:: What you are asked to do ::
Of the records that follow, copy only the lines from the line containing "(Some(base), Some(s)) =>" to the line containing "want a working", both included, exactly as written.
#####
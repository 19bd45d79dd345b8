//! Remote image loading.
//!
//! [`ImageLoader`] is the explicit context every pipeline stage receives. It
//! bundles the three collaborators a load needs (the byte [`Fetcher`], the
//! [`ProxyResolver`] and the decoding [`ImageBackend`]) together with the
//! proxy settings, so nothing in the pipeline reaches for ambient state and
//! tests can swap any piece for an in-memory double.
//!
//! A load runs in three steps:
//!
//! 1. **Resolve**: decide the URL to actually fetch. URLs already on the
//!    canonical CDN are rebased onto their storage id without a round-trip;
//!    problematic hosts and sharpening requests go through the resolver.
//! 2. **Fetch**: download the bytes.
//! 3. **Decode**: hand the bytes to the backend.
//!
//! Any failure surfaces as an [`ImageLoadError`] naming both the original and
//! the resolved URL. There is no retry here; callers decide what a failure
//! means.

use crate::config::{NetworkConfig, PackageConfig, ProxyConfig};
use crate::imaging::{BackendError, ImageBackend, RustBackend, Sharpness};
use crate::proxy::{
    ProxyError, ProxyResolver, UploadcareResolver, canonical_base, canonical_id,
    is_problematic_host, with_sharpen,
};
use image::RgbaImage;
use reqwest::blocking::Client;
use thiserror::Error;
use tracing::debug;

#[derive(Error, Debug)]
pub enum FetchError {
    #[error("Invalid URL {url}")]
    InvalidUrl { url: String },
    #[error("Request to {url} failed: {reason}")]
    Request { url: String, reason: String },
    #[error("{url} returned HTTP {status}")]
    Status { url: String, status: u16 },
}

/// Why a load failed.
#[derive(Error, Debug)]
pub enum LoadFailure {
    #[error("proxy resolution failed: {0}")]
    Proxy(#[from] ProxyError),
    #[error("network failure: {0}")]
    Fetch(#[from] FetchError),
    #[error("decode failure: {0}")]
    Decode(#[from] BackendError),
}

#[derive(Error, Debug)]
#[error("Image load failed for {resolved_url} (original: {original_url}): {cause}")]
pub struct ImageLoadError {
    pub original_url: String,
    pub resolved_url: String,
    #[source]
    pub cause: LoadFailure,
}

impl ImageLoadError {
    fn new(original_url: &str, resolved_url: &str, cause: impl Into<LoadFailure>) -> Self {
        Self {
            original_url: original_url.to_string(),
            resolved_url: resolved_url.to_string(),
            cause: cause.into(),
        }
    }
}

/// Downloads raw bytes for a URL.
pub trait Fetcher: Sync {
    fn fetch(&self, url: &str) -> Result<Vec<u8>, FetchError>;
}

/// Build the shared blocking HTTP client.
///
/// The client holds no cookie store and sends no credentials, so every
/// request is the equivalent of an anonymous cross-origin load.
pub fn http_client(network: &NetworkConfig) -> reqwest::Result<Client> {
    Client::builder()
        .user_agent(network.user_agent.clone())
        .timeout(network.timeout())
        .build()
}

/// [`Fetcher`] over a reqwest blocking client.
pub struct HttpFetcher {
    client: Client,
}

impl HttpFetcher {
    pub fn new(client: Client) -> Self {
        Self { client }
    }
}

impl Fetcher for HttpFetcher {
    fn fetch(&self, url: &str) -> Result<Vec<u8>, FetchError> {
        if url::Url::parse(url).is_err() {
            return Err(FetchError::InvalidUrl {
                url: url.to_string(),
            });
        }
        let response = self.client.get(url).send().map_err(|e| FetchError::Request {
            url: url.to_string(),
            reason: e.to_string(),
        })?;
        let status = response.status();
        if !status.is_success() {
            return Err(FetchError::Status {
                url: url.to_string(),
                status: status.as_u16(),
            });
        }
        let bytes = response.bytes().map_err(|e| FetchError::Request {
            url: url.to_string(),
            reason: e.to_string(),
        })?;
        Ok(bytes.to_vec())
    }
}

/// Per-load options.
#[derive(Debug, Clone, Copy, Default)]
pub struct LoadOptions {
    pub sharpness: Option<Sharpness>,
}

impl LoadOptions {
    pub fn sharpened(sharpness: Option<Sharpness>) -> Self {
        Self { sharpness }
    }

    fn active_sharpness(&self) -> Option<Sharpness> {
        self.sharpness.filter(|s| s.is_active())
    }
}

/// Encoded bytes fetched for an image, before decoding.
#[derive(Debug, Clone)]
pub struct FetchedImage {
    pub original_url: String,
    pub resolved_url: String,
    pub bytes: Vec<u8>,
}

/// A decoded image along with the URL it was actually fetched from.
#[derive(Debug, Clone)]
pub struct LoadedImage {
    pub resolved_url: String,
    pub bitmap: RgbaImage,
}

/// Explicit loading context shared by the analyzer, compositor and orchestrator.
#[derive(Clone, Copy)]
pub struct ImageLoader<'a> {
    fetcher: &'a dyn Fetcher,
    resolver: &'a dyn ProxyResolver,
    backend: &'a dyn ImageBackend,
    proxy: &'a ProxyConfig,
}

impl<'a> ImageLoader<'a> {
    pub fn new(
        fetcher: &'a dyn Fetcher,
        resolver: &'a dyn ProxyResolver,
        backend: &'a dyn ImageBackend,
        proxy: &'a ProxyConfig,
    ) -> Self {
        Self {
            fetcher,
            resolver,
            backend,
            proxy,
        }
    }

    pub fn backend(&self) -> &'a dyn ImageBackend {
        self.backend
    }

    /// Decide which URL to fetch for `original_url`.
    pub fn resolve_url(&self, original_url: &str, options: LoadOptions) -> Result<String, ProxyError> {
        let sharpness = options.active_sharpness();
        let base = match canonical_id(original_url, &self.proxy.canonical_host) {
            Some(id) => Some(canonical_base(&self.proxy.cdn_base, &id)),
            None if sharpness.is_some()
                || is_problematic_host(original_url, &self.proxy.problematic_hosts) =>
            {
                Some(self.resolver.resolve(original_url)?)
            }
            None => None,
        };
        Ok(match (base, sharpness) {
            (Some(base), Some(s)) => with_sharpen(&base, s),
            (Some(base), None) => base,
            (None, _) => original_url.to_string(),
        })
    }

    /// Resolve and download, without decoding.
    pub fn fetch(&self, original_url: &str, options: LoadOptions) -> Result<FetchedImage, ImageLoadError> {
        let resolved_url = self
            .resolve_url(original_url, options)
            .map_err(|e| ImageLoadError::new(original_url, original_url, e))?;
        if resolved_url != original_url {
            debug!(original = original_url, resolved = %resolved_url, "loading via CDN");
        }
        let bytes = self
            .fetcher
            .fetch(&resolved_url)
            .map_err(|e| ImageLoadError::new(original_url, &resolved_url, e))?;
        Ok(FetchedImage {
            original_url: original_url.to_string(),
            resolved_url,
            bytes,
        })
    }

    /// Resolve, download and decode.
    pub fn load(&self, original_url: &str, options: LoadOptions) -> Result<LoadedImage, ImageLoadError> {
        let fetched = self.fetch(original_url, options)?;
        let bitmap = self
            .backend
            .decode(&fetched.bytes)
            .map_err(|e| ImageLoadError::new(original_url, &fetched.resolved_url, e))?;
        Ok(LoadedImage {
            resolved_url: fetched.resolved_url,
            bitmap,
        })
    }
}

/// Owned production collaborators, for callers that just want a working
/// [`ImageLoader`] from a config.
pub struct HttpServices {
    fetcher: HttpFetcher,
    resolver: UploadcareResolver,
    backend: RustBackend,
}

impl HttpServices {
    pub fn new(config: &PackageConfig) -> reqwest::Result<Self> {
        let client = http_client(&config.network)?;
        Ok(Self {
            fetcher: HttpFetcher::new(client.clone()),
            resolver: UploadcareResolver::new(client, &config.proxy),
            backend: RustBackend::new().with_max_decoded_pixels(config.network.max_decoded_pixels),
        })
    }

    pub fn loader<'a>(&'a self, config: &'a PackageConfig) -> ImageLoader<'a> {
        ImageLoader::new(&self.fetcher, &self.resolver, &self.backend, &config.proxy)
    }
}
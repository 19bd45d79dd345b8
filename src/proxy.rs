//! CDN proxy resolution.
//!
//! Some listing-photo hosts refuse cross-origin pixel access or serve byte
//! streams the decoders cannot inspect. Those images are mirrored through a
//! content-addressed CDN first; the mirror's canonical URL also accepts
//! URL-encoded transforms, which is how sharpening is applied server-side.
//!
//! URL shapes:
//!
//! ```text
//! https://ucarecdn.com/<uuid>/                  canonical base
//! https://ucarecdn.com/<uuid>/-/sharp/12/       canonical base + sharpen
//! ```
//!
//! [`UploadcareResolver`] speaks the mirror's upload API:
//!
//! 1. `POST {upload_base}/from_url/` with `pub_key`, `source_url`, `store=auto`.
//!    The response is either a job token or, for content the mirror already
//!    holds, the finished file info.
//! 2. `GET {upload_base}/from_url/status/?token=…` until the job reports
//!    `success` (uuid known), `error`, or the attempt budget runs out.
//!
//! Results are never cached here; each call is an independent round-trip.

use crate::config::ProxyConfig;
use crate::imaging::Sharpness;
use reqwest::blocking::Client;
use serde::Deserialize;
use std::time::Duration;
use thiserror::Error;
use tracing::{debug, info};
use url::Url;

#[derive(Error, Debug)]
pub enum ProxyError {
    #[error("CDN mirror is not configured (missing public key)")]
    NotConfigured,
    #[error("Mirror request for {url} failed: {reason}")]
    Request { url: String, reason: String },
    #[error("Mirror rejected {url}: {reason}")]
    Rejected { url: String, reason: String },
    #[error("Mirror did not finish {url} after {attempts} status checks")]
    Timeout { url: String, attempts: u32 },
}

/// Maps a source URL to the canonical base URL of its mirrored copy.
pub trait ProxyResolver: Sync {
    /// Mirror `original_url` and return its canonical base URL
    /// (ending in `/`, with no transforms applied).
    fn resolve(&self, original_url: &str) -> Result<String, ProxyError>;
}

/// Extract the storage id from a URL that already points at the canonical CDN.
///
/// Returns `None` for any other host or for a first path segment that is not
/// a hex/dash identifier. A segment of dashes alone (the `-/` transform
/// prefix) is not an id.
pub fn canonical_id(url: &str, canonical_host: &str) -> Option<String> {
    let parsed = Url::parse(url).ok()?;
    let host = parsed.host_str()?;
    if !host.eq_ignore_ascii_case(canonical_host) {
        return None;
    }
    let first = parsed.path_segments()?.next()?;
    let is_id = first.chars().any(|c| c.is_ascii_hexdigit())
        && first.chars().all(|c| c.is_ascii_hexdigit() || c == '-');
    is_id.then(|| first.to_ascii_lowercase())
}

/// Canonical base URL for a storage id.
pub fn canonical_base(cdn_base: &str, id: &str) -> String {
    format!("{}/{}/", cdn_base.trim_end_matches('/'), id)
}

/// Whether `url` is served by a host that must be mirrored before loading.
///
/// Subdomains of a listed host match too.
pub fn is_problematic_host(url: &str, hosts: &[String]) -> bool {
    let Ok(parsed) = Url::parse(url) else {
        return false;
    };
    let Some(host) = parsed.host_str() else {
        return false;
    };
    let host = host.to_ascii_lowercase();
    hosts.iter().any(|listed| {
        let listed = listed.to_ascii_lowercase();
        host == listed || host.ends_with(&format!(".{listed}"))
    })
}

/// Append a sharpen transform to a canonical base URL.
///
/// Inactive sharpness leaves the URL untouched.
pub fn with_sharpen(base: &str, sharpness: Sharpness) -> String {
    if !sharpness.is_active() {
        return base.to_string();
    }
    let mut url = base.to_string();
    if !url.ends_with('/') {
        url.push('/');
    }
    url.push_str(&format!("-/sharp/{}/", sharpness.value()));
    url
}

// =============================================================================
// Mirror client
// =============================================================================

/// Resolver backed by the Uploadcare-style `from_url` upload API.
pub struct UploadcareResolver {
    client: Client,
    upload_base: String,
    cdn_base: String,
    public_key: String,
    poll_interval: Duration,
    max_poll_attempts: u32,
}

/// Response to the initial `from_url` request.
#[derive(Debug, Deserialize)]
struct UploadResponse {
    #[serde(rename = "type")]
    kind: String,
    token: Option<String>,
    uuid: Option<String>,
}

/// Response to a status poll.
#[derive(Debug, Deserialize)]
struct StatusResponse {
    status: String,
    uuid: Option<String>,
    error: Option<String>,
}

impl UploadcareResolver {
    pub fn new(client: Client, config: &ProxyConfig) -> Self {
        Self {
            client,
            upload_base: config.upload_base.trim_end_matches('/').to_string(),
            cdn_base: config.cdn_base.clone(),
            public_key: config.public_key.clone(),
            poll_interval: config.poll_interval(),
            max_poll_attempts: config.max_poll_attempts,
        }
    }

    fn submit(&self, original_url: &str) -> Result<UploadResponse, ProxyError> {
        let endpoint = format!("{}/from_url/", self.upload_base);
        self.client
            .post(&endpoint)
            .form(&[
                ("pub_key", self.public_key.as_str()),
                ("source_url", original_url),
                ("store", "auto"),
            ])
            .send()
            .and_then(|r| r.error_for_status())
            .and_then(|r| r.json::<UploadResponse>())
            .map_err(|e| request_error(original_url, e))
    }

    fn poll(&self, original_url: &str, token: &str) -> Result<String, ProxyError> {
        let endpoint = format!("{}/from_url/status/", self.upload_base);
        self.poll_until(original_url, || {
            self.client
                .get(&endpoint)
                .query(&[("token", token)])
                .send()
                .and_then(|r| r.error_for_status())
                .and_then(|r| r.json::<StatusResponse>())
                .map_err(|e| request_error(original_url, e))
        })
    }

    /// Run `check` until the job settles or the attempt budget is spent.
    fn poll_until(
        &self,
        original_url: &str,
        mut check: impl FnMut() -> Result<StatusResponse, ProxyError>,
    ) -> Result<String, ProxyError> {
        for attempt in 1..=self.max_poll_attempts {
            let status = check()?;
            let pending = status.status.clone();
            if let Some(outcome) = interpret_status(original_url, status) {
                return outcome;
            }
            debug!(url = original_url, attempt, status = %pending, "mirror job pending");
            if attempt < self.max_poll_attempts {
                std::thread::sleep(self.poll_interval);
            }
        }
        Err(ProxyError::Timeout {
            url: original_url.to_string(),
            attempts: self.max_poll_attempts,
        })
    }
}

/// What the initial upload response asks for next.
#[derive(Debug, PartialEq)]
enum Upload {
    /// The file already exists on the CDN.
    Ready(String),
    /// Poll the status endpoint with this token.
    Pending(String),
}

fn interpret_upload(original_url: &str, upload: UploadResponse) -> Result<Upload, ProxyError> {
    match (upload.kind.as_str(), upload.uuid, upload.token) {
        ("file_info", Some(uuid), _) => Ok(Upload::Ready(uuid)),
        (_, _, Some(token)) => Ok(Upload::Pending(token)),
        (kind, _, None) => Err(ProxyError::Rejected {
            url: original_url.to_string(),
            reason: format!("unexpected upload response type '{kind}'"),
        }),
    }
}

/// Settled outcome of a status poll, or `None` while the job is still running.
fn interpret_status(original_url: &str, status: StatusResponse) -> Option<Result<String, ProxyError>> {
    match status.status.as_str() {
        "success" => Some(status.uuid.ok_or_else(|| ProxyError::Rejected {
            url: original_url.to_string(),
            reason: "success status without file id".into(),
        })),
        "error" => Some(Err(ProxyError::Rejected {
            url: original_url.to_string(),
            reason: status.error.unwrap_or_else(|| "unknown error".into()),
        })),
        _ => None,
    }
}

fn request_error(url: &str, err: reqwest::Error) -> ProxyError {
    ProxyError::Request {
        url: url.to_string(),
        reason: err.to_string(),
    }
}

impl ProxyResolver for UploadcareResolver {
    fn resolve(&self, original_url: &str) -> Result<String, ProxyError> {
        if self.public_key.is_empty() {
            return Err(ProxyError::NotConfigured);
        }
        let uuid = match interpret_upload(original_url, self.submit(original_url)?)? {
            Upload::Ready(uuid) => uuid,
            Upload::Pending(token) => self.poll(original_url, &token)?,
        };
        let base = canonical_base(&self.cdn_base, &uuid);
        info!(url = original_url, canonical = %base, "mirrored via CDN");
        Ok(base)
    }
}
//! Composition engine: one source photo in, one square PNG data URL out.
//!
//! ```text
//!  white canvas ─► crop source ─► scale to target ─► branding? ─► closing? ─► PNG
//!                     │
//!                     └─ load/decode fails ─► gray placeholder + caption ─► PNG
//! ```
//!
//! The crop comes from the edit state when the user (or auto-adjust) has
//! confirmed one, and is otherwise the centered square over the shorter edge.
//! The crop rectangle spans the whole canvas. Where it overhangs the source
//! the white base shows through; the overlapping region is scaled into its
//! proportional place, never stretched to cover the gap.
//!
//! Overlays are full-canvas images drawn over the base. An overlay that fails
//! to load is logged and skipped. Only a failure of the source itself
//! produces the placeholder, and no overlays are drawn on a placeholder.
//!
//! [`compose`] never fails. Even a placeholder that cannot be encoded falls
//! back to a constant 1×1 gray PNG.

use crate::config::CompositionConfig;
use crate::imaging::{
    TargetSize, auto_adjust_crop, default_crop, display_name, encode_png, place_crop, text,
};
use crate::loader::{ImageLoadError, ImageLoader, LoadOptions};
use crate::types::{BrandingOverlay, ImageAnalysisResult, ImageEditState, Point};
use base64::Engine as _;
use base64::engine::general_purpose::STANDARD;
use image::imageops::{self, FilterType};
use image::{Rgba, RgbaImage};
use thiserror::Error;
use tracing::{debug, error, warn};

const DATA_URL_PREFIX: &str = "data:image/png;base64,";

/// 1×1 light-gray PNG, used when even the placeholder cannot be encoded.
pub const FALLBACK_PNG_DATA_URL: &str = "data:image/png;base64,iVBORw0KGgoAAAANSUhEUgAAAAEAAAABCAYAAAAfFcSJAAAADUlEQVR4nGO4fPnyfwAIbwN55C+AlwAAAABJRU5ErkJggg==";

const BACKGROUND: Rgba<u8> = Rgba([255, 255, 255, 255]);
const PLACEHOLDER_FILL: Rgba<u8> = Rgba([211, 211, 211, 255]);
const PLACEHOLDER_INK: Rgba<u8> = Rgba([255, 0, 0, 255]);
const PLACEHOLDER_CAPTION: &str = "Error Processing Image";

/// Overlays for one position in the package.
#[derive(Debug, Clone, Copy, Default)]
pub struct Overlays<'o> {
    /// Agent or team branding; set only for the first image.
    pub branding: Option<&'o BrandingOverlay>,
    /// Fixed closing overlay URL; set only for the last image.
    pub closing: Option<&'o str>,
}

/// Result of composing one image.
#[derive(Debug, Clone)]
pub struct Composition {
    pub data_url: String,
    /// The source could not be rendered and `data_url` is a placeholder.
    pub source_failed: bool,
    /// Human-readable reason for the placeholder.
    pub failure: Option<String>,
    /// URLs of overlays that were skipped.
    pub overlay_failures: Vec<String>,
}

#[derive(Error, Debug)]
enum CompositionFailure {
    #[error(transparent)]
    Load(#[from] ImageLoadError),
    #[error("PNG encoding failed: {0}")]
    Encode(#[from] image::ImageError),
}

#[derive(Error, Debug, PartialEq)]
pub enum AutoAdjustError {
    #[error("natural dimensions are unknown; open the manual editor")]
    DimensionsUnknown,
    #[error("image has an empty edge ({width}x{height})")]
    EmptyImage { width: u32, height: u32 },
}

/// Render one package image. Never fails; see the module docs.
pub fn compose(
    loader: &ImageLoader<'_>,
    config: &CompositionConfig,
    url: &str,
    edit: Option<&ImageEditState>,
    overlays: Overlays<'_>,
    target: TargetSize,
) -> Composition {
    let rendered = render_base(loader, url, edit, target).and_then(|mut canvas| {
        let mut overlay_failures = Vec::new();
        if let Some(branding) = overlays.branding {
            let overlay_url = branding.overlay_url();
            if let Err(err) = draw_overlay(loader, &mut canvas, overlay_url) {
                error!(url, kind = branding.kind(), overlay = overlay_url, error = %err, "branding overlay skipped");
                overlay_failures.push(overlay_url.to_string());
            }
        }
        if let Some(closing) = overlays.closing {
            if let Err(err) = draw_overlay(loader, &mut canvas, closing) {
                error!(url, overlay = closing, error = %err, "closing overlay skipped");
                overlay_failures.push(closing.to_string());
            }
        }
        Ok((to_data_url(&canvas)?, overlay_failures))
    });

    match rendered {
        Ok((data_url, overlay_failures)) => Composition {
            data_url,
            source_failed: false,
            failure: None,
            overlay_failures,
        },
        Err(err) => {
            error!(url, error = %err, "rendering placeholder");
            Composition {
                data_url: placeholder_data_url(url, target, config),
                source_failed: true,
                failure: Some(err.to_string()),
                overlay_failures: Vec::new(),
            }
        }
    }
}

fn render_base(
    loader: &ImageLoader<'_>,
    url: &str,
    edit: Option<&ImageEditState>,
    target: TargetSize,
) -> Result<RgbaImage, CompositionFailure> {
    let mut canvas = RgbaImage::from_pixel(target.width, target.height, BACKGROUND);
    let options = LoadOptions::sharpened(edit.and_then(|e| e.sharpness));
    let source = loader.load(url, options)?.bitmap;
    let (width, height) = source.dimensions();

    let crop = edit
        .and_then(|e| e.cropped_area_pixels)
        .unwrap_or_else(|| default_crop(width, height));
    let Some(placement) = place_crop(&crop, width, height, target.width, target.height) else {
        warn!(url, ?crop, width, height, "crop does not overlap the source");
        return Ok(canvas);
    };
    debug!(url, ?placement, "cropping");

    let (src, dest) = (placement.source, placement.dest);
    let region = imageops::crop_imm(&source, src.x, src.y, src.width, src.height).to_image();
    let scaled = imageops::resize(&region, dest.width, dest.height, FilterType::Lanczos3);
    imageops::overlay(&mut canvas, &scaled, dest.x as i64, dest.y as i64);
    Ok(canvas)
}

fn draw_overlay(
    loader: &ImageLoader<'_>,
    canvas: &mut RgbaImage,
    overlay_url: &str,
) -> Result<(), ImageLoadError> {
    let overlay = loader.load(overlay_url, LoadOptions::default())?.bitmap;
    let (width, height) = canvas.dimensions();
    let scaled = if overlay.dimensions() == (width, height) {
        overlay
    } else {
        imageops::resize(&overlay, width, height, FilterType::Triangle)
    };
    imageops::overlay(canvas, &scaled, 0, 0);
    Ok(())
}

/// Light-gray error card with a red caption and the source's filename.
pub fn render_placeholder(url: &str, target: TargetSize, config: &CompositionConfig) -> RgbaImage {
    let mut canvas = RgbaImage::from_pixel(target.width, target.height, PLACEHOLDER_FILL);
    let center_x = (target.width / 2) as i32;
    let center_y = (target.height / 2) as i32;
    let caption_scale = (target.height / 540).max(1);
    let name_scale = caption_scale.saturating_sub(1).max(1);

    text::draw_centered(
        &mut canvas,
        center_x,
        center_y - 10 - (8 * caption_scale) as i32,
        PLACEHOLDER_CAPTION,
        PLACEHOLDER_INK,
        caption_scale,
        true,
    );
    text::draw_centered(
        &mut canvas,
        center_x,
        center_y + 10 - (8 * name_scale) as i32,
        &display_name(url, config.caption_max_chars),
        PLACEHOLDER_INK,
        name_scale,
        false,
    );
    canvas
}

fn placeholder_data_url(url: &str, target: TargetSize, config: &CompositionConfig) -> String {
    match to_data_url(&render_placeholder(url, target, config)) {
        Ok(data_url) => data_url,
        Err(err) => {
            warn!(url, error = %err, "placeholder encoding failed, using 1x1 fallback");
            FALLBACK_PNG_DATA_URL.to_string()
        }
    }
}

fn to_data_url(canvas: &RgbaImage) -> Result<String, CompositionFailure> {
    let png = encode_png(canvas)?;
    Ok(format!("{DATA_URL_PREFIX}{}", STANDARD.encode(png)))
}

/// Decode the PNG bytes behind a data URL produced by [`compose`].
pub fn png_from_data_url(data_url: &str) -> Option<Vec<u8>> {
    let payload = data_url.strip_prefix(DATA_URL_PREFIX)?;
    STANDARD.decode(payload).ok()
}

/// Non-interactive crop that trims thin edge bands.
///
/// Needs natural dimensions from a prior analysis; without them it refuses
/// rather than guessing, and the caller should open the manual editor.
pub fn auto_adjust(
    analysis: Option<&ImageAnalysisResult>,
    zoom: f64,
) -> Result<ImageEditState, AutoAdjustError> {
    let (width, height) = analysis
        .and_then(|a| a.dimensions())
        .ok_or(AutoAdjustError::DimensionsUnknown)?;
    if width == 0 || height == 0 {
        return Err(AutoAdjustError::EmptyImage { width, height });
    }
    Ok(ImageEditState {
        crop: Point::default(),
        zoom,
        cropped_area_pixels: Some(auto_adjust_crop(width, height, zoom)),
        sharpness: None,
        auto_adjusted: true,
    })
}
#####
:: Answer section ::
            (Some(base), Some(s)) => with_sharpen(&base, s),
            (Some(base), None) => base,
            (None, _) => original_url.to_string(),
        })
    }

    /// Resolve and download, without decoding.
    pub fn fetch(&self, original_url: &str, options: LoadOptions) -> Result<FetchedImage, ImageLoadError> {
        let resolved_url = self
            .resolve_url(original_url, options)
            .map_err(|e| ImageLoadError::new(original_url, original_url, e))?;
        if resolved_url != original_url {
            debug!(original = original_url, resolved = %resolved_url, "loading via CDN");
        }
        let bytes = self
            .fetcher
            .fetch(&resolved_url)
            .map_err(|e| ImageLoadError::new(original_url, &resolved_url, e))?;
        Ok(FetchedImage {
            original_url: original_url.to_string(),
            resolved_url,
            bytes,
        })
    }

    /// Resolve, download and decode.
    pub fn load(&self, original_url: &str, options: LoadOptions) -> Result<LoadedImage, ImageLoadError> {
        let fetched = self.fetch(original_url, options)?;
        let bitmap = self
            .backend
            .decode(&fetched.bytes)
            .map_err(|e| ImageLoadError::new(original_url, &fetched.resolved_url, e))?;
        Ok(LoadedImage {
            resolved_url: fetched.resolved_url,
            bitmap,
        })
    }
}

/// Owned production collaborators, for callers that just want a working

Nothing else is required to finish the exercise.